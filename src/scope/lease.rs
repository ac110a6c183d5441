//! Lease handles over snapshots of live resources.

use std::sync::Arc;

use crate::error::{Error, Result};
use crate::scope::resource::Resource;

/// A counted hold on a snapshot of resources.
///
/// While a lease is outstanding, none of the snapshot's resources will be
/// finalized, even if their owning scopes close. Cancelling the lease drops
/// the hold on every resource; any resource whose release was requested in
/// the meantime is finalized during the cancel.
pub struct Lease {
    holds: Vec<Arc<Resource>>,
}

impl Lease {
    pub(crate) fn new(holds: Vec<Arc<Resource>>) -> Self {
        Self { holds }
    }

    /// Number of resources covered by this lease.
    #[must_use]
    pub fn len(&self) -> usize {
        self.holds.len()
    }

    /// True if the lease covers no resources.
    #[must_use]
    pub fn is_empty(&self) -> bool {
        self.holds.is_empty()
    }

    /// Cancels the lease.
    ///
    /// Every underlying hold is dropped; finalizer errors are collected and
    /// returned as an aggregate.
    pub fn cancel(self) -> Result<()> {
        let mut errors = Vec::new();
        for resource in self.holds {
            if let Err(err) = resource.cancel_lease() {
                errors.push(err);
            }
        }
        Error::aggregate_result(errors)
    }
}

impl std::fmt::Debug for Lease {
    fn fmt(&self, f: &mut std::fmt::Formatter<'_>) -> std::fmt::Result {
        f.debug_struct("Lease")
            .field("holds", &self.holds.len())
            .finish()
    }
}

**TASK DESCRIPTION**: Every line in the entries above that mentions the word "crate" must be shown.

**OUTPUT BELOW**:
use crate::error::{Error, Result};
use crate::scope::resource::Resource;
    pub(crate) fn new(holds: Vec<Arc<Resource>>) -> Self {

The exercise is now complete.